Там в глубокой пещере

за каменной дверью

сидит змей о трёх головах,

о трёх жар во ртах,

два волшебных крыла и лапы —

дев красных хапать!

Как нахапается дев,

так и тянет их во чрев,

переварит и опять на охоту.


СКОМОРОХ.


На земле было б больше народу,

если б не этот змей.

А сколько он сжёг кораблей!

/Но это история долгая./


ЗАБАВА ПУТЯТИЧНА.


Царица Забава невольная

в подземелье у змея томится.


ЗМЕЙ ГОРЫНЫЧ.


Горыныч добычей гордится,

обхаживает Путятичну,

замуж зовёт, поглаживает,

кормит яблочками наливными

да булочками заварными,

а где их ворует — не сказывает.


ЗАБАВА ПУТЯТИЧНА.


Забавушка животине отказывает,

замуж идти не хочет.


СКОМОРОХ.


Змей плохую судьбу пророчит

на всю Рассею могучую.


ЗМЕЙ ГОРЫНЫЧ.


Спалю дотла Русь!

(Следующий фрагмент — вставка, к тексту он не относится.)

//! Instruction representation

use crate::alu::AluOp;

pub mod decode_helper;

#[cfg(test)]
pub mod test_util;

/// Operation kind for the supported rv32i subset
#[derive(Clone, Copy, Debug, PartialEq, Default)]
pub enum OpKind {
    Add,
    Sub,
    Xor,
    Or,
    And,
    Addi,
    Xori,
    Ori,
    Andi,
    Lw,
    Sw,
    Beq,
    Bne,
    Jal,
    /// End-of-program sentinel: any unrecognized opcode
    #[default]
    Halt,
}

/// Decoded instruction descriptor
#[derive(Clone, Copy, Debug, Default)]
pub struct Instruction {
    /// Raw representation
    pub raw: u32,
    /// Operation kind
    pub op: OpKind,
    /// Source register 1
    pub rs1: u32,
    /// Source register 2
    pub rs2: u32,
    /// Destination register
    pub rd: u32,
    /// Sign-extended immediate
    pub imm: i32,
    /// Control signals
    pub controls: Controls,
}

impl Instruction {
    pub fn decode(raw: u32) -> Self {
        decode_helper::decode(raw)
    }

    /// Whether this instruction reads rs1
    pub fn uses_rs1(&self) -> bool {
        !matches!(self.op, OpKind::Jal | OpKind::Halt)
    }

    /// Whether this instruction reads rs2
    pub fn uses_rs2(&self) -> bool {
        use OpKind::*;
        matches!(self.op, Add | Sub | Xor | Or | And | Sw | Beq | Bne)
    }
}

/// Control signals derived during decode
#[derive(Clone, Copy, Debug, Default)]
pub struct Controls {
    /// Second ALU operand comes from the immediate
    pub is_i_type: bool,
    /// Reads data memory (load)
    pub rd_mem: bool,
    /// Writes data memory (store)
    pub wrt_mem: bool,
    /// Writes the register file
    pub wrt_rf: bool,
    /// Branch or jump
    pub branch: bool,
    /// Selected ALU operation
    pub alu_op: AluOp,
}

Получше ты

подумай, девица, да крепко.

Зачем тебе надо это:

ни изб, ни детей, ни пехоты,

ни торговли купчей, охоты.

Лишь пустое выжженное поле.

От татар вам мало что ли горя?


В пещеру влетает Ворон.


СКОМОРОХ.


А пока Забава раздумывала,

чёрный ворон клюнул его,

дракона злого, за ухо.


ВОРОН.


И на тебя нашлась проруха —

удалой Добрынюшка едет,

буйной головушкой бредит.


ДОБРЫНЯ НИКИТИЧ.


Зарублю ту ведьму или навью,

что украла племянницу княжью!


Змей Горыныч уходит в глубь горы. Вместо него выходит наружу Баба Яга /змей Горыныч/.


БАБА ЯГА.


Сощурился Горыныч, усмехнулся,

в бабу Ягу обернулся.

Коли хочет Никитич бабу,

значит, с Ягой поладит.

И юркнул в тёмные леса.


Змей Горыныч /Баба Яга/ крадётся и скрывается в лесу. На сцену /в хвойный лес/ входят Добрыня Никитич и Сивка.


СИВКА.


Добрыню же кобыла несла

да говорила: чую, хозяин, я силу

нечистую, вон в том лесочке.


Сивка указывает в ту сторону, куда юркнул змеем Горынычем /Бабой Ягой/. Добрыня Никитич разворачивается, и они скачут вдогонку за змеем Горынычем /Бабой Ягой/.


ДОБРЫНЯ НИКИТИЧ.


Но, пошла!


СКОМОРОХ.


Богатырь по кочкам

в сторону прёт другую,

не на Сорочинскую гору, а в гнилую

сахалинскую далёкую долину,

где покорный слуга ваш сгинет,

и никто меня не найдёт.

Вот туда конь Добрыню несёт.


Картина третья


Остров Сахалин, берег моря.

Левая половина сцены: море, в море сети.

Правая половина сцены: берег, выжженный лес, небо и тучи, из-за которых выглядывает Бог.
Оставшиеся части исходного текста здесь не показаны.